Saved data entries
****************************************

//! HTTP adapters for the four concierge data sources.
//!
//! Each adapter implements [`DataSource`] and normalizes its backend's JSON
//! into the typed payloads of [`concierge_core::models`]. They share the
//! retry policy of [`send_with_retry`]:
//! - HTTP 429 and 5xx → retry with exponential backoff (1s, 2s, 4s, … capped at 32s)
//! - other HTTP 4xx → fail immediately
//! - network errors → retry

pub mod content;
pub mod directory;
pub mod general;
pub mod realtime;

use anyhow::{bail, Result};
use serde_json::Value;
use std::cmp::Ordering;
use std::sync::Arc;
use std::time::Duration;

use concierge_core::models::SourceKind;
use concierge_core::source::DataSource;

use crate::config::Config;

pub use content::LocalContentSource;
pub use directory::HotelDirectorySource;
pub use general::GeneralKnowledgeSource;
pub use realtime::RealTimeHotelSource;

/// The set of adapters available to the orchestrator, at most one per
/// [`SourceKind`]. Registering a second adapter for a kind replaces the first.
#[derive(Clone, Default)]
pub struct SourceRegistry {
    sources: Vec<Arc<dyn DataSource>>,
}

impl SourceRegistry {
    pub fn new() -> Self {
        Self::default()
    }

    /// Build adapters for every source configured in the TOML file.
    pub fn from_config(config: &Config) -> Result<Self> {
        let mut registry = Self::new();
        let sources = &config.sources;

        if let Some(cfg) = &sources.general_knowledge {
            registry.register(Arc::new(GeneralKnowledgeSource::new(cfg.clone())?));
        }
        if let Some(cfg) = &sources.real_time_hotels {
            registry.register(Arc::new(RealTimeHotelSource::new(cfg.clone())?));
        }
        if let Some(cfg) = &sources.directory {
            registry.register(Arc::new(HotelDirectorySource::new(cfg.clone())?));
        }
        if let Some(cfg) = &sources.local_content {
            registry.register(Arc::new(LocalContentSource::new(cfg.clone())?));
        }

        Ok(registry)
    }

    pub fn register(&mut self, source: Arc<dyn DataSource>) {
        let kind = source.kind();
        self.sources.retain(|s| s.kind() != kind);
        self.sources.push(source);
    }

    pub fn get(&self, kind: SourceKind) -> Option<Arc<dyn DataSource>> {
        self.sources.iter().find(|s| s.kind() == kind).cloned()
    }

    pub fn sources(&self) -> &[Arc<dyn DataSource>] {
        &self.sources
    }

    pub fn is_empty(&self) -> bool {
        self.sources.is_empty()
    }

    pub fn len(&self) -> usize {
        self.sources.len()
    }
}

pub(crate) fn http_client(timeout_secs: u64) -> Result<reqwest::Client> {
    Ok(reqwest::Client::builder()
        .timeout(Duration::from_secs(timeout_secs))
        .build()?)
}

/// Client for token streams: no bound on the whole response, only on
/// connecting and on the gap between chunks. The orchestrator's per-source
/// timeout still caps the call as a whole.
pub(crate) fn streaming_client(timeout_secs: u64) -> Result<reqwest::Client> {
    Ok(reqwest::Client::builder()
        .connect_timeout(Duration::from_secs(timeout_secs))
        .read_timeout(Duration::from_secs(timeout_secs))
        .build()?)
}

/// Send a request built by `make`, retrying transient failures.
pub(crate) async fn send_with_retry<F>(
    label: &str,
    max_retries: u32,
    make: F,
) -> Result<reqwest::Response>
where
    F: Fn() -> reqwest::RequestBuilder,
{
    let mut last_err = None;

    for attempt in 0..=max_retries {
        if attempt > 0 {
            let delay = Duration::from_secs(1 << (attempt - 1).min(5));
            tracing::debug!(source = label, attempt, ?delay, "retrying");
            tokio::time::sleep(delay).await;
        }

        match make().send().await {
            Ok(response) => {
                let status = response.status();
                if status.is_success() {
                    return Ok(response);
                }

                let body_text = response.text().await.unwrap_or_default();
                if status.as_u16() == 429 || status.is_server_error() {
                    last_err = Some(anyhow::anyhow!("{} error {}: {}", label, status, body_text));
                    continue;
                }

                bail!("{} error {}: {}", label, status, body_text);
            }
            Err(e) => {
                last_err = Some(anyhow::anyhow!("{} connection error: {}", label, e));
                continue;
            }
        }
    }

    Err(last_err.unwrap_or_else(|| anyhow::anyhow!("{} failed after retries", label)))
}

/// Backend ids arrive as strings or numbers.
pub(crate) fn id_string(id: Option<Value>) -> Option<String> {
    match id? {
        Value::String(s) if !s.trim().is_empty() => Some(s),
        Value::Number(n) => Some(n.to_string()),
        _ => None,
    }
}

/// Descending order for optional scores, missing values last.
pub(crate) fn desc(a: Option<f64>, b: Option<f64>) -> Ordering {
    let a = a.unwrap_or(f64::NEG_INFINITY);
    let b = b.unwrap_or(f64::NEG_INFINITY);
    b.partial_cmp(&a).unwrap_or(Ordering::Equal)
}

****************************************

### REQUIREMENT
Copy whichever lines above contain the string "HotelDirectorySource".

### EXPECTED OUTPUT
pub use directory::HotelDirectorySource;
            registry.register(Arc::new(HotelDirectorySource::new(cfg.clone())?));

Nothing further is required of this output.